The biggest problem is that you want the plant to thrive in two very different environments (relatively speaking):
Body Ground
Temperature Hot Cold
Moisture Wet Dry
Respiration Liquid Air
Nutrients Bloodborne Soil/compost
Energy Glucose Photosynthesis
Therefore, for this to work, you really need to have a two stage lifespan. Similar to a caterpillar that meta-morphs into a butterfly, your plant will likely have to transition from thriving in one environment to another.
The seed, therefore must be inhaled, consumed, or embedded somehow. Natural processes suggest inhalation or ingestion as the most successful route. While I'd prefer inhalation (close to bloodstream and air, not as harsh as digestive), it appears you've already selected digestive.
So the seed has to not only survive the digestive tract, but the plant has to provide some enticement to being eaten. If it were inhalation, it wouldn't have to entice - it would merely send out spores or microscopic airborne seeds when jostled. The plant, therefore, provides significant satisfying nutrition, so as to get hosts to eat it.

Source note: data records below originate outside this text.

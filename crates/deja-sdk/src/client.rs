//! Completion capability interface and wire types
//!
//! The cache integrates with completion services through an explicit
//! interface rather than by patching a vendor SDK: anything that can create
//! a completion, streaming or not, implements [`ChatCompletions`], and the
//! [`CachedCompletions`](crate::cached::CachedCompletions) decorator wraps
//! any such implementation.

use deja_core::error::DejaResult;
use deja_core::history::Message;
use futures::Stream;
use serde::{Deserialize, Serialize};
use std::pin::Pin;

/// A chat completion request
#[derive(Debug, Clone, Serialize, Deserialize)]
pub struct ChatRequest {
    /// Model name/ID
    pub model: String,
    /// Conversation messages, oldest first
    pub messages: Vec<Message>,
    /// Sampling temperature
    #[serde(skip_serializing_if = "Option::is_none")]
    pub temperature: Option<f32>,
    /// Maximum tokens to generate
    #[serde(skip_serializing_if = "Option::is_none")]
    pub max_tokens: Option<u32>,
}

impl ChatRequest {
    /// Create a request for a model over a message list
    pub fn new(model: impl Into<String>, messages: Vec<Message>) -> Self {
        Self {
            model: model.into(),
            messages,
            temperature: None,
            max_tokens: None,
        }
    }

    /// Set the sampling temperature
    pub fn with_temperature(mut self, temperature: f32) -> Self {
        self.temperature = Some(temperature);
        self
    }

    /// Set the token ceiling
    pub fn with_max_tokens(mut self, max_tokens: u32) -> Self {
        self.max_tokens = Some(max_tokens);
        self
    }
}

/// A complete (non-streaming) chat completion
#[derive(Debug, Clone, Serialize, Deserialize)]
pub struct ChatCompletion {
    /// Completion ID; synthesized (uuid v4) for cache hits
    pub id: String,
    /// Model that produced the response
    pub model: String,
    /// Response content
    pub content: String,
    /// Finish reason, `"stop"` for cache hits
    pub finish_reason: Option<String>,
    /// Unix timestamp of creation
    pub created: i64,
}

/// One increment of a streaming completion
#[derive(Debug, Clone, Serialize, Deserialize)]
pub struct CompletionChunk {
    /// Incremental content, if any
    pub content: Option<String>,
    /// Whether this is the final chunk
    pub is_final: bool,
    /// Finish reason (only on the final chunk)
    pub finish_reason: Option<String>,
}

impl CompletionChunk {
    /// Create a content chunk
    pub fn content(content: impl Into<String>) -> Self {
        Self {
            content: Some(content.into()),
            is_final: false,
            finish_reason: None,
        }
    }

    /// Create a final chunk
    pub fn final_chunk(finish_reason: Option<String>) -> Self {
        Self {
            content: None,
            is_final: true,
            finish_reason,
        }
    }
}

/// Stream of completion chunks, uniform across cache hits and misses
pub type CompletionStream = Pin<Box<dyn Stream<Item = DejaResult<CompletionChunk>> + Send>>;

/// Capability to create a chat completion, streaming or not.
#[async_trait::async_trait]
pub trait ChatCompletions: Send + Sync {
    /// Create a complete response
    async fn create(&self, request: ChatRequest) -> DejaResult<ChatCompletion>;

    /// Create a streaming response
    async fn create_stream(&self, request: ChatRequest) -> DejaResult<CompletionStream>;
}

/// Collect a stream into a complete completion, accumulating content.
pub async fn collect_stream(
    model: impl Into<String>,
    mut stream: CompletionStream,
) -> DejaResult<ChatCompletion> {
    use futures::StreamExt;

    let mut content = String::new();
    let mut finish_reason = None;
    while let Some(chunk) = stream.next().await {
        let chunk = chunk?;
        if let Some(delta) = chunk.content {
            content.push_str(&delta);
        }
        if chunk.is_final {
            finish_reason = chunk.finish_reason;
        }
    }

    Ok(ChatCompletion {
        id: uuid::Uuid::new_v4().to_string(),
        model: model.into(),
        content,
        finish_reason,
        created: chrono::Utc::now().timestamp(),
    })
}

#[cfg(test)]
mod tests {
    use super::*;
    use futures::stream;

    #[tokio::test]
    async fn collect_stream_accumulates_content() {
        let chunks = vec![
            Ok(CompletionChunk::content("Hel")),
            Ok(CompletionChunk::content("lo")),
            Ok(CompletionChunk::final_chunk(Some("stop".to_string()))),
        ];
        let stream: CompletionStream = Box::pin(stream::iter(chunks));
        let completion = collect_stream("gpt-4o", stream).await.unwrap();
        assert_eq!(completion.content, "Hello");
        assert_eq!(completion.finish_reason.as_deref(), Some("stop"));
    }
}
//! Cache-aware completion client decorator

use crate::client::{ChatCompletion, ChatCompletions, ChatRequest, CompletionChunk, CompletionStream};
use deja_core::engine::CacheEngine;
use deja_core::error::DejaResult;
use futures::StreamExt;
use std::sync::Arc;
use tokio::sync::Mutex;
use tracing::{debug, info};

/// Decorator that consults the cache engine before calling through to a real
/// completion client.
///
/// On a hit the inner client is never invoked and a completion is
/// synthesized from the stored content; on a miss the inner result is handed
/// to the engine for background persistence before being returned. Both the
/// streaming and non-streaming paths return the same types as the inner
/// client, so callers cannot tell the difference.
pub struct CachedCompletions<T> {
    inner: T,
    engine: Arc<Mutex<CacheEngine>>,
}

impl<T> CachedCompletions<T> {
    /// Wrap a completion client with a cache engine
    pub fn new(inner: T, engine: CacheEngine) -> Self {
        Self {
            inner,
            engine: Arc::new(Mutex::new(engine)),
        }
    }

    /// Borrow the inner client
    pub fn inner(&self) -> &T {
        &self.inner
    }

    /// Wait until every scheduled cache write has been processed
    pub async fn flush(&self) {
        self.engine.lock().await.flush().await;
    }

    /// Dispose of the cache engine; the inner client stays usable
    pub async fn dispose(&self) {
        self.engine.lock().await.dispose().await;
    }

    fn synthesize(model: &str, content: String) -> ChatCompletion {
        ChatCompletion {
            id: uuid::Uuid::new_v4().to_string(),
            model: model.to_string(),
            content,
            finish_reason: Some("stop".to_string()),
            created: chrono::Utc::now().timestamp(),
        }
    }

    /// Replace the engine's conversation with the request and look up the
    /// window. Returns the cached content, if any survived the pipeline.
    async fn consult_cache(&self, request: &ChatRequest) -> Option<String> {
        let mut engine = self.engine.lock().await;
        engine.set_history(request.messages.clone());
        engine.get_cache().await
    }
}

#[async_trait::async_trait]
impl<T: ChatCompletions> ChatCompletions for CachedCompletions<T> {
    async fn create(&self, request: ChatRequest) -> DejaResult<ChatCompletion> {
        if let Some(content) = self.consult_cache(&request).await {
            info!("serving completion from cache");
            return Ok(Self::synthesize(&request.model, content));
        }

        debug!("cache miss, calling the completion service");
        let completion = self.inner.create(request).await?;
        self.engine
            .lock()
            .await
            .add_assistant_message(completion.content.clone());
        Ok(completion)
    }

    async fn create_stream(&self, request: ChatRequest) -> DejaResult<CompletionStream> {
        if let Some(content) = self.consult_cache(&request).await {
            info!("serving streaming completion from cache");
            let chunks = vec![
                Ok(CompletionChunk::content(content)),
                Ok(CompletionChunk::final_chunk(Some("stop".to_string()))),
            ];
            return Ok(Box::pin(futures::stream::iter(chunks)));
        }

        debug!("cache miss, streaming from the completion service");
        let inner_stream = self.inner.create_stream(request).await?;
        let state = PassThrough {
            inner: inner_stream,
            engine: self.engine.clone(),
            buffer: String::new(),
        };

        // Pass chunks through while accumulating the content; the full text
        // is handed to the engine when the inner stream ends.
        let stream = futures::stream::unfold(state, |mut state| async move {
            match state.inner.next().await {
                Some(Ok(chunk)) => {
                    if let Some(delta) = &chunk.content {
                        state.buffer.push_str(delta);
                    }
                    Some((Ok(chunk), state))
                }
                Some(Err(e)) => Some((Err(e), state)),
                None => {
                    if !state.buffer.is_empty() {
                        let content = std::mem::take(&mut state.buffer);
                        state.engine.lock().await.add_assistant_message(content);
                    }
                    None
                }
            }
        });
        Ok(Box::pin(stream))
    }
}

struct PassThrough {
    inner: CompletionStream,
    engine: Arc<Mutex<CacheEngine>>,
    buffer: String,
}
//! Middleware pipeline applied around cache writes and reads
//!
//! A middleware is an ordered transformation/veto stage with two extension
//! points: `pre_cache_save` runs before a message is used to build a cache
//! write, `post_cache_retrieval` runs on a message retrieved from the
//! backend. Returning `None` is the veto: the rest of the chain is skipped
//! and the calling code abandons the write or treats the lookup as a miss.

mod dedupe;
mod replacer;

pub use dedupe::Deduper;
pub use replacer::{Replacement, Replacer};

use crate::history::{ChatHistory, Message};
use std::sync::Arc;

/// A pluggable transformation/veto stage.
///
/// Both methods default to the identity so a middleware only implements the
/// capability it needs. Stages must be idempotent-safe: the engine re-applies
/// the write-side transform to the full history before every lookup, so a
/// stage sees its own earlier output.
pub trait Middleware: Send + Sync {
    /// Write-side hook. Return the (possibly transformed) message, or `None`
    /// to veto persisting the current item.
    fn pre_cache_save(&self, message: Message, history: &ChatHistory) -> Option<Message> {
        let _ = history;
        Some(message)
    }

    /// Read-side hook. Return the (possibly transformed) message, or `None`
    /// to downgrade the lookup to a miss.
    fn post_cache_retrieval(&self, message: Message, history: &ChatHistory) -> Option<Message> {
        let _ = history;
        Some(message)
    }
}

/// An ordered middleware chain.
///
/// Order is caller-specified and significant: later stages see the output of
/// earlier stages, and a veto by any stage short-circuits the remainder.
#[derive(Clone, Default)]
pub struct MiddlewareChain {
    stages: Vec<Arc<dyn Middleware>>,
}

impl MiddlewareChain {
    /// Create a chain from an ordered list of stages
    pub fn new(stages: Vec<Arc<dyn Middleware>>) -> Self {
        Self { stages }
    }

    /// Append a stage to the end of the chain
    pub fn push(&mut self, stage: Arc<dyn Middleware>) {
        self.stages.push(stage);
    }

    /// Number of stages
    pub fn len(&self) -> usize {
        self.stages.len()
    }

    /// Check whether the chain has no stages
    pub fn is_empty(&self) -> bool {
        self.stages.is_empty()
    }

    /// Fold a message through the write-side hooks in order.
    pub fn apply_pre_cache_save(
        &self,
        message: Message,
        history: &ChatHistory,
    ) -> Option<Message> {
        let mut current = message;
        for stage in &self.stages {
            current = stage.pre_cache_save(current, history)?;
        }
        Some(current)
    }

    /// Fold a message through the read-side hooks in order.
    pub fn apply_post_cache_retrieval(
        &self,
        message: Message,
        history: &ChatHistory,
    ) -> Option<Message> {
        let mut current = message;
        for stage in &self.stages {
            current = stage.post_cache_retrieval(current, history)?;
        }
        Some(current)
    }

    /// Re-apply the write-side hooks to every message of `history` in place.
    ///
    /// A stage veto leaves that message untransformed and moves on to the
    /// next one; the history itself is never shortened here.
    pub fn apply_pre_cache_to_history(&self, history: &mut ChatHistory) {
        for index in 0..history.len() {
            let original = history[index].clone();
            if let Some(transformed) = self.apply_pre_cache_save(original, history) {
                history.replace_message(index, transformed);
            }
        }
    }
}

impl std::fmt::Debug for MiddlewareChain {
    fn fmt(&self, f: &mut std::fmt::Formatter<'_>) -> std::fmt::Result {
        f.debug_struct("MiddlewareChain")
            .field("stages", &self.stages.len())
            .finish()
    }
}

#[cfg(test)]
mod tests {
    use super::*;
    use std::sync::atomic::{AtomicUsize, Ordering};

    /// Appends a tag to the content so ordering is observable.
    struct Tagger(&'static str);

    impl Middleware for Tagger {
        fn pre_cache_save(&self, message: Message, _history: &ChatHistory) -> Option<Message> {
            let content = format!("{}{}", message.content, self.0);
            Some(message.with_content(content))
        }
    }

    /// Vetoes everything and counts how often it was consulted.
    struct Veto(AtomicUsize);

    impl Middleware for Veto {
        fn pre_cache_save(&self, _message: Message, _history: &ChatHistory) -> Option<Message> {
            self.0.fetch_add(1, Ordering::SeqCst);
            None
        }

        fn post_cache_retrieval(&self, _message: Message, _history: &ChatHistory) -> Option<Message> {
            self.0.fetch_add(1, Ordering::SeqCst);
            None
        }
    }

    #[test]
    fn stages_run_in_configured_order() {
        let chain = MiddlewareChain::new(vec![
            Arc::new(Tagger("-a")) as Arc<dyn Middleware>,
            Arc::new(Tagger("-b")),
        ]);
        let history = ChatHistory::new();
        let out = chain
            .apply_pre_cache_save(Message::assistant("x"), &history)
            .unwrap();
        assert_eq!(out.content, "x-a-b");
    }

    #[test]
    fn veto_short_circuits_later_stages() {
        let counter = Arc::new(Veto(AtomicUsize::new(0)));
        let after = Arc::new(Veto(AtomicUsize::new(0)));
        let chain = MiddlewareChain::new(vec![
            counter.clone() as Arc<dyn Middleware>,
            after.clone(),
        ]);
        let history = ChatHistory::new();

        assert!(chain
            .apply_pre_cache_save(Message::assistant("x"), &history)
            .is_none());
        assert_eq!(counter.0.load(Ordering::SeqCst), 1);
        assert_eq!(after.0.load(Ordering::SeqCst), 0);

        assert!(chain
            .apply_post_cache_retrieval(Message::assistant("x"), &history)
            .is_none());
        assert_eq!(counter.0.load(Ordering::SeqCst), 2);
        assert_eq!(after.0.load(Ordering::SeqCst), 0);
    }

    #[test]
    fn history_reapplication_keeps_vetoed_messages() {
        let chain = MiddlewareChain::new(vec![Arc::new(Veto(AtomicUsize::new(0))) as Arc<dyn Middleware>]);
        let mut history = ChatHistory::new();
        history.add_user_message("keep me");
        chain.apply_pre_cache_to_history(&mut history);
        assert_eq!(history[0].content, "keep me");
    }

    #[test]
    fn empty_chain_is_identity() {
        let chain = MiddlewareChain::default();
        let history = ChatHistory::new();
        let message = Message::assistant("unchanged");
        assert_eq!(
            chain.apply_pre_cache_save(message.clone(), &history),
            Some(message)
        );
    }
}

Once consumed, the seed has to pass through the upper digestive tract, but get stuck in the lower digestive tract (lower acidity). This seems difficult, but perhaps it has a germination time of 1-2 hours once the outer acid protective surface is cleaned off. It then starts rooting in several directions, preventing it from moving further down the digestive tract. Small barbed roots that can absorb nutrients from the partially digested food would be best.
At this time it just absorbs energy that will be used during its transition, and builds into a tumor, with longer and longer roots. Eventually it will completely obstruct the digestive tract or the roots will pierce too many blood vessels or veins, and the host will die. If it's necessary that the host doesn't feel pain until near death, then it either synthesizes anesthetic which it emits through its roots, or it doesn't send out roots and instead merely becomes a digestive obstruction.
When the host dies, the process of decomposition sends chemical signals to the seedling and within a few hours it is expending energy sending a tendril upward (any way could be up at this point, but gravity leads the way) seeking light. Once light is obtained, the plant sends out leaves, roots itself more firmly to the host and ground below, and, eventually, flowers and fruits to catch another host for its offspring.
Pulling off the metamorphosis is the tricky part, but since we have animal analogs that do this, it shouldn't be too difficult to explain to the audience.